*Assignment*.
Show, in full, each line of the data that contains "Debug".

◇ ◇ ◇ ◇ ◇ ◇ ◇

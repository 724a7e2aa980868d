//! Running-balance replay over posted journal lines
//!
//! Shared by the general ledger and sub-ledger reports. The replay order is
//! (date asc, entry_number asc, line_no asc) and is re-asserted here even
//! though the repository already fetches in that order.

use chrono::NaiveDate;
use serde::Serialize;

use crate::repos::account_repo::NormalBalance;

/// A line entering the replay
#[derive(Debug, Clone)]
pub struct ReplayInput {
    pub entry_number: String,
    pub date: NaiveDate,
    pub description: String,
    pub line_no: i32,
    pub debit_minor: i64,
    pub credit_minor: i64,
}

/// A replayed line carrying its post-line running balance
#[derive(Debug, Clone, Serialize)]
pub struct ReplayedLine {
    pub entry_number: String,
    pub date: NaiveDate,
    pub description: String,
    pub debit_minor: i64,
    pub credit_minor: i64,
    pub running_balance_minor: i64,
}

/// Signed movement of one line in the given sign convention
pub fn line_movement(debit_minor: i64, credit_minor: i64, side: NormalBalance) -> i64 {
    match side {
        NormalBalance::Debit => debit_minor - credit_minor,
        NormalBalance::Credit => credit_minor - debit_minor,
    }
}

/// Replay lines against an opening balance, producing per-line balances
///
/// Returns the replayed lines and the closing balance. Input order does not
/// matter; lines are sorted into replay order first.
pub fn replay(
    opening_balance_minor: i64,
    side: NormalBalance,
    mut lines: Vec<ReplayInput>,
) -> (Vec<ReplayedLine>, i64) {
    lines.sort_by(|a, b| {
        a.date
            .cmp(&b.date)
            .then_with(|| a.entry_number.cmp(&b.entry_number))
            .then_with(|| a.line_no.cmp(&b.line_no))
    });

    let mut balance = opening_balance_minor;
    let replayed = lines
        .into_iter()
        .map(|line| {
            balance += line_movement(line.debit_minor, line.credit_minor, side);
            ReplayedLine {
                entry_number: line.entry_number,
                date: line.date,
                description: line.description,
                debit_minor: line.debit_minor,
                credit_minor: line.credit_minor,
                running_balance_minor: balance,
            }
        })
        .collect();

    (replayed, balance)
}

#[cfg(test)]
mod tests {
    use super::*;

    fn date(s: &str) -> NaiveDate {
        NaiveDate::parse_from_str(s, "%Y-%m-%d").unwrap()
    }

    fn line(entry: &str, d: &str, line_no: i32, debit: i64, credit: i64) -> ReplayInput {
        ReplayInput {
            entry_number: entry.to_string(),
            date: date(d),
            description: "test".to_string(),
            line_no,
            debit_minor: debit,
            credit_minor: credit,
        }
    }

    #[test]
    fn test_replay_debit_normal_running_balance() {
        // Opening 100.00, debit 50.00, credit 20.00 on a debit-normal account
        let lines = vec![
            line("JE-20240201-AAAAAA", "2024-02-01", 1, 5000, 0),
            line("JE-20240202-BBBBBB", "2024-02-02", 1, 0, 2000),
        ];

        let (replayed, closing) = replay(10000, NormalBalance::Debit, lines);

        assert_eq!(replayed.len(), 2);
        assert_eq!(replayed[0].running_balance_minor, 15000);
        assert_eq!(replayed[1].running_balance_minor, 13000);
        assert_eq!(closing, 13000);
    }

    #[test]
    fn test_replay_credit_normal_running_balance() {
        let lines = vec![
            line("JE-20240201-AAAAAA", "2024-02-01", 1, 0, 5000),
            line("JE-20240202-BBBBBB", "2024-02-02", 1, 3000, 0),
        ];

        let (replayed, closing) = replay(0, NormalBalance::Credit, lines);

        assert_eq!(replayed[0].running_balance_minor, 5000);
        assert_eq!(replayed[1].running_balance_minor, 2000);
        assert_eq!(closing, 2000);
    }

    #[test]
    fn test_replay_orders_by_date_then_entry_number() {
        // Supplied out of order: the replay must sort before accumulating
        let lines = vec![
            line("JE-20240203-CCCCCC", "2024-02-03", 1, 1000, 0),
            line("JE-20240201-BBBBBB", "2024-02-01", 1, 2000, 0),
            line("JE-20240201-AAAAAA", "2024-02-01", 1, 4000, 0),
        ];

        let (replayed, closing) = replay(0, NormalBalance::Debit, lines);

        assert_eq!(replayed[0].entry_number, "JE-20240201-AAAAAA");
        assert_eq!(replayed[0].running_balance_minor, 4000);
        assert_eq!(replayed[1].entry_number, "JE-20240201-BBBBBB");
        assert_eq!(replayed[1].running_balance_minor, 6000);
        assert_eq!(replayed[2].entry_number, "JE-20240203-CCCCCC");
        assert_eq!(replayed[2].running_balance_minor, 7000);
        assert_eq!(closing, 7000);
    }

    #[test]
    fn test_replay_empty_lines_returns_opening() {
        let (replayed, closing) = replay(4200, NormalBalance::Debit, vec![]);
        assert!(replayed.is_empty());
        assert_eq!(closing, 4200);
    }

    #[test]
    fn test_line_movement_signs() {
        assert_eq!(line_movement(5000, 0, NormalBalance::Debit), 5000);
        assert_eq!(line_movement(0, 5000, NormalBalance::Debit), -5000);
        assert_eq!(line_movement(5000, 0, NormalBalance::Credit), -5000);
        assert_eq!(line_movement(0, 5000, NormalBalance::Credit), 5000);
    }
}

◇ ◇ ◇ ◇ ◇ ◇ ◇

*Exercise solution*.
#[derive(Debug, Clone)]
#[derive(Debug, Clone, Serialize)]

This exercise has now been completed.